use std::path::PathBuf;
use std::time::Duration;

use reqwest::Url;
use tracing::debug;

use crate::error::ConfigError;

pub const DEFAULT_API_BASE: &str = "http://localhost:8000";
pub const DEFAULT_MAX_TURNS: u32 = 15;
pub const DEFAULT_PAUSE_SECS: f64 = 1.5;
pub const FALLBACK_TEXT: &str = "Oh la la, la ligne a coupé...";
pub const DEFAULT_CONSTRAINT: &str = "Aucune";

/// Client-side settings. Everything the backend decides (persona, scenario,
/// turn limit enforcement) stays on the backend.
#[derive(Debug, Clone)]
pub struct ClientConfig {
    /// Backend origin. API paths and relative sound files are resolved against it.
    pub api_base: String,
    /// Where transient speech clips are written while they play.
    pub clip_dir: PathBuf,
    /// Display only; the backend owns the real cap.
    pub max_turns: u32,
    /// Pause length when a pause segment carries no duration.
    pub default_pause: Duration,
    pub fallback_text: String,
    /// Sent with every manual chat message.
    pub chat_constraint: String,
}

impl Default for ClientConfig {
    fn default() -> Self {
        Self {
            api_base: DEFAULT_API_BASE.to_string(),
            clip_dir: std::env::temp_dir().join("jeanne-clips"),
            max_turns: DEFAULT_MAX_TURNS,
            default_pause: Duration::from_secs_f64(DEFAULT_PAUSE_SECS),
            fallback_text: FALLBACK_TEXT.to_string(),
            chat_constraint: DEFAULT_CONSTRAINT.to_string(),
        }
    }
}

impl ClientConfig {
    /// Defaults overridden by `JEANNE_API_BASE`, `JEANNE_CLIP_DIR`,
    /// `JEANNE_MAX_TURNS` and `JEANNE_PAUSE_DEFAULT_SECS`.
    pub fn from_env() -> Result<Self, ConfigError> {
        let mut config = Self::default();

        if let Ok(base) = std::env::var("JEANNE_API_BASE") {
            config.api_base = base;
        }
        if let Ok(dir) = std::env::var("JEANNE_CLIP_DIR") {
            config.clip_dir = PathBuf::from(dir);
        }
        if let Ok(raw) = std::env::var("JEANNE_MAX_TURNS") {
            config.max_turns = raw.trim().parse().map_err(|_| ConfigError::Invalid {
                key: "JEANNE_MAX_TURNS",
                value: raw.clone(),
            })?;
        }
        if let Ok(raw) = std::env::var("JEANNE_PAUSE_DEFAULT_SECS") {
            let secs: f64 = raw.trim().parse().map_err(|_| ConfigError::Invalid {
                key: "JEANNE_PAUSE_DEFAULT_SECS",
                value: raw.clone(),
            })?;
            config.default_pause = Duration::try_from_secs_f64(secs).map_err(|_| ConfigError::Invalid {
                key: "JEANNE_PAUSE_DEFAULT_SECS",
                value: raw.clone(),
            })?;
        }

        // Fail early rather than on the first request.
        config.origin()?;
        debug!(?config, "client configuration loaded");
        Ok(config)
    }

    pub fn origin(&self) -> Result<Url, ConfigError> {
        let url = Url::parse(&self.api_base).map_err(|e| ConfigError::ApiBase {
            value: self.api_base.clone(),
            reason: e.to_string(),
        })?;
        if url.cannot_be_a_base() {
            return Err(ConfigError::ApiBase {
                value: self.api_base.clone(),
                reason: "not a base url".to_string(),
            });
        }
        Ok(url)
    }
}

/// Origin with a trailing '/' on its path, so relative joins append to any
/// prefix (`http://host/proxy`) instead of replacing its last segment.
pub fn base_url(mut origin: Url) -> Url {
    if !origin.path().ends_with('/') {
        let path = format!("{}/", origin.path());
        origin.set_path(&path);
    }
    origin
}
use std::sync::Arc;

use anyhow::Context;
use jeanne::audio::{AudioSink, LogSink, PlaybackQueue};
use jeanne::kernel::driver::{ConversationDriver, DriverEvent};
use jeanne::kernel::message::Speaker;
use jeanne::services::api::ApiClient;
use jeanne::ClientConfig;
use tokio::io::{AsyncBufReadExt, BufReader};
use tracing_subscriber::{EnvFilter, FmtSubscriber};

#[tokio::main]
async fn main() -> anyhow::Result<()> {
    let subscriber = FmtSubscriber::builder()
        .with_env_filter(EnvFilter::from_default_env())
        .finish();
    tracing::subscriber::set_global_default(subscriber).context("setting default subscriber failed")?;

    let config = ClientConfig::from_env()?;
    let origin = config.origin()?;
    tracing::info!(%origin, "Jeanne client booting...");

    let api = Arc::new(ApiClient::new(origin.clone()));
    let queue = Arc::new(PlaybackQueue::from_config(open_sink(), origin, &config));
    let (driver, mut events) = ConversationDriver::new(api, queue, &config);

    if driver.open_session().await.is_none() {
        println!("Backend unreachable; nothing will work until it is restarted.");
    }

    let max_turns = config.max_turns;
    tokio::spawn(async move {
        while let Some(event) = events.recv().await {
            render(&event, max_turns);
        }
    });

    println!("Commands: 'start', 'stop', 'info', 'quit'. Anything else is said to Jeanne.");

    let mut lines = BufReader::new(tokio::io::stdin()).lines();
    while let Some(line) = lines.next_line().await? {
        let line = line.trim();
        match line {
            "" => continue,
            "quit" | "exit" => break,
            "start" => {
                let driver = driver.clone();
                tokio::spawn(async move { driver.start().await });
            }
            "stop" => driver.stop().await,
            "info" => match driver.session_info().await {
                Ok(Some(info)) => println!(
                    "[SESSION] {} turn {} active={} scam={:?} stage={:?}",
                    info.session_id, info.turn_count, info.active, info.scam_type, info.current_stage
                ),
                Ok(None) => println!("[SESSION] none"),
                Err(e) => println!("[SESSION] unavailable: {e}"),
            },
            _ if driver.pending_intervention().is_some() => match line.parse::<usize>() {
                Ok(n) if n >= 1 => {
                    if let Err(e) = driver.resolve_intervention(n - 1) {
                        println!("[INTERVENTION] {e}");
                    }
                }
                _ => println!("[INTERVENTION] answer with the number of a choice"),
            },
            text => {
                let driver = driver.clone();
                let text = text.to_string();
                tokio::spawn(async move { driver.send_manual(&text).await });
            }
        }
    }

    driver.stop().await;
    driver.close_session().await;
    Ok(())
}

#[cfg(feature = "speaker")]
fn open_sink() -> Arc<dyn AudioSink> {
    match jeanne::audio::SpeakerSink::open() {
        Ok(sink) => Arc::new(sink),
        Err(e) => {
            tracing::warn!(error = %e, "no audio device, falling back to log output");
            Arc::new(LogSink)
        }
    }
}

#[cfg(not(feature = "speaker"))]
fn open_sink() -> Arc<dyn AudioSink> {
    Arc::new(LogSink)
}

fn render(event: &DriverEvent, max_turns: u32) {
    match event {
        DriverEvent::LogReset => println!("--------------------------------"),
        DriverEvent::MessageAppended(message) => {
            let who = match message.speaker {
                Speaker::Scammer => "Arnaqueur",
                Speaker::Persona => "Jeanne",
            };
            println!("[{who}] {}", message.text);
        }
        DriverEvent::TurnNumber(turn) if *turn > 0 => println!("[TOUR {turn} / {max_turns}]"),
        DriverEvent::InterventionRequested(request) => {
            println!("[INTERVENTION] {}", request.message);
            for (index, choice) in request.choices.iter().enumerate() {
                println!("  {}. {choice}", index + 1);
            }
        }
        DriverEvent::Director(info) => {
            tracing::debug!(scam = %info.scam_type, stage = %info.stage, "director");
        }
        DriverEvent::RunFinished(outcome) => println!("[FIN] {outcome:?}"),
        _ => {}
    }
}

════════════════════

**Problem requirements**
Whatever appears in the listing should be copied exactly and completely.

**Written reply**
use std::path::PathBuf;
use std::time::Duration;

use reqwest::Url;
use tracing::debug;

use crate::error::ConfigError;

pub const DEFAULT_API_BASE: &str = "http://localhost:8000";
pub const DEFAULT_MAX_TURNS: u32 = 15;
pub const DEFAULT_PAUSE_SECS: f64 = 1.5;
pub const FALLBACK_TEXT: &str = "Oh la la, la ligne a coupé...";
pub const DEFAULT_CONSTRAINT: &str = "Aucune";

/// Client-side settings. Everything the backend decides (persona, scenario,
/// turn limit enforcement) stays on the backend.
#[derive(Debug, Clone)]
pub struct ClientConfig {
    /// Backend origin. API paths and relative sound files are resolved against it.
    pub api_base: String,
    /// Where transient speech clips are written while they play.
    pub clip_dir: PathBuf,
    /// Display only; the backend owns the real cap.
    pub max_turns: u32,
    /// Pause length when a pause segment carries no duration.
    pub default_pause: Duration,
    pub fallback_text: String,
    /// Sent with every manual chat message.
    pub chat_constraint: String,
}

impl Default for ClientConfig {
    fn default() -> Self {
        Self {
            api_base: DEFAULT_API_BASE.to_string(),
            clip_dir: std::env::temp_dir().join("jeanne-clips"),
            max_turns: DEFAULT_MAX_TURNS,
            default_pause: Duration::from_secs_f64(DEFAULT_PAUSE_SECS),
            fallback_text: FALLBACK_TEXT.to_string(),
            chat_constraint: DEFAULT_CONSTRAINT.to_string(),
        }
    }
}

impl ClientConfig {
    /// Defaults overridden by `JEANNE_API_BASE`, `JEANNE_CLIP_DIR`,
    /// `JEANNE_MAX_TURNS` and `JEANNE_PAUSE_DEFAULT_SECS`.
    pub fn from_env() -> Result<Self, ConfigError> {
        let mut config = Self::default();

        if let Ok(base) = std::env::var("JEANNE_API_BASE") {
            config.api_base = base;
        }
        if let Ok(dir) = std::env::var("JEANNE_CLIP_DIR") {
            config.clip_dir = PathBuf::from(dir);
        }
        if let Ok(raw) = std::env::var("JEANNE_MAX_TURNS") {
            config.max_turns = raw.trim().parse().map_err(|_| ConfigError::Invalid {
                key: "JEANNE_MAX_TURNS",
                value: raw.clone(),
            })?;
        }
        if let Ok(raw) = std::env::var("JEANNE_PAUSE_DEFAULT_SECS") {
            let secs: f64 = raw.trim().parse().map_err(|_| ConfigError::Invalid {
                key: "JEANNE_PAUSE_DEFAULT_SECS",
                value: raw.clone(),
            })?;
            config.default_pause = Duration::try_from_secs_f64(secs).map_err(|_| ConfigError::Invalid {
                key: "JEANNE_PAUSE_DEFAULT_SECS",
                value: raw.clone(),
            })?;
        }

        // Fail early rather than on the first request.
        config.origin()?;
        debug!(?config, "client configuration loaded");
        Ok(config)
    }

    pub fn origin(&self) -> Result<Url, ConfigError> {
        let url = Url::parse(&self.api_base).map_err(|e| ConfigError::ApiBase {
            value: self.api_base.clone(),
            reason: e.to_string(),
        })?;
        if url.cannot_be_a_base() {
            return Err(ConfigError::ApiBase {
                value: self.api_base.clone(),
                reason: "not a base url".to_string(),
            });
        }
        Ok(url)
    }
}

/// Origin with a trailing '/' on its path, so relative joins append to any
/// prefix (`http://host/proxy`) instead of replacing its last segment.
pub fn base_url(mut origin: Url) -> Url {
    if !origin.path().ends_with('/') {
        let path = format!("{}/", origin.path());
        origin.set_path(&path);
    }
    origin
}
use std::sync::Arc;

use anyhow::Context;
use jeanne::audio::{AudioSink, LogSink, PlaybackQueue};
use jeanne::kernel::driver::{ConversationDriver, DriverEvent};
use jeanne::kernel::message::Speaker;
use jeanne::services::api::ApiClient;
use jeanne::ClientConfig;
use tokio::io::{AsyncBufReadExt, BufReader};
use tracing_subscriber::{EnvFilter, FmtSubscriber};

#[tokio::main]
async fn main() -> anyhow::Result<()> {
    let subscriber = FmtSubscriber::builder()
        .with_env_filter(EnvFilter::from_default_env())
        .finish();
    tracing::subscriber::set_global_default(subscriber).context("setting default subscriber failed")?;

    let config = ClientConfig::from_env()?;
    let origin = config.origin()?;
    tracing::info!(%origin, "Jeanne client booting...");

    let api = Arc::new(ApiClient::new(origin.clone()));
    let queue = Arc::new(PlaybackQueue::from_config(open_sink(), origin, &config));
    let (driver, mut events) = ConversationDriver::new(api, queue, &config);

    if driver.open_session().await.is_none() {
        println!("Backend unreachable; nothing will work until it is restarted.");
    }

    let max_turns = config.max_turns;
    tokio::spawn(async move {
        while let Some(event) = events.recv().await {
            render(&event, max_turns);
        }
    });

    println!("Commands: 'start', 'stop', 'info', 'quit'. Anything else is said to Jeanne.");

    let mut lines = BufReader::new(tokio::io::stdin()).lines();
    while let Some(line) = lines.next_line().await? {
        let line = line.trim();
        match line {
            "" => continue,
            "quit" | "exit" => break,
            "start" => {
                let driver = driver.clone();
                tokio::spawn(async move { driver.start().await });
            }
            "stop" => driver.stop().await,
            "info" => match driver.session_info().await {
                Ok(Some(info)) => println!(
                    "[SESSION] {} turn {} active={} scam={:?} stage={:?}",
                    info.session_id, info.turn_count, info.active, info.scam_type, info.current_stage
                ),
                Ok(None) => println!("[SESSION] none"),
                Err(e) => println!("[SESSION] unavailable: {e}"),
            },
            _ if driver.pending_intervention().is_some() => match line.parse::<usize>() {
                Ok(n) if n >= 1 => {
                    if let Err(e) = driver.resolve_intervention(n - 1) {
                        println!("[INTERVENTION] {e}");
                    }
                }
                _ => println!("[INTERVENTION] answer with the number of a choice"),
            },
            text => {
                let driver = driver.clone();
                let text = text.to_string();
                tokio::spawn(async move { driver.send_manual(&text).await });
            }
        }
    }

    driver.stop().await;
    driver.close_session().await;
    Ok(())
}

#[cfg(feature = "speaker")]
fn open_sink() -> Arc<dyn AudioSink> {
    match jeanne::audio::SpeakerSink::open() {
        Ok(sink) => Arc::new(sink),
        Err(e) => {
            tracing::warn!(error = %e, "no audio device, falling back to log output");
            Arc::new(LogSink)
        }
    }
}

#[cfg(not(feature = "speaker"))]
fn open_sink() -> Arc<dyn AudioSink> {
    Arc::new(LogSink)
}

fn render(event: &DriverEvent, max_turns: u32) {
    match event {
        DriverEvent::LogReset => println!("--------------------------------"),
        DriverEvent::MessageAppended(message) => {
            let who = match message.speaker {
                Speaker::Scammer => "Arnaqueur",
                Speaker::Persona => "Jeanne",
            };
            println!("[{who}] {}", message.text);
        }
        DriverEvent::TurnNumber(turn) if *turn > 0 => println!("[TOUR {turn} / {max_turns}]"),
        DriverEvent::InterventionRequested(request) => {
            println!("[INTERVENTION] {}", request.message);
            for (index, choice) in request.choices.iter().enumerate() {
                println!("  {}. {choice}", index + 1);
            }
        }
        DriverEvent::Director(info) => {
            tracing::debug!(scam = %info.scam_type, stage = %info.stage, "director");
        }
        DriverEvent::RunFinished(outcome) => println!("[FIN] {outcome:?}"),
        _ => {}
    }
}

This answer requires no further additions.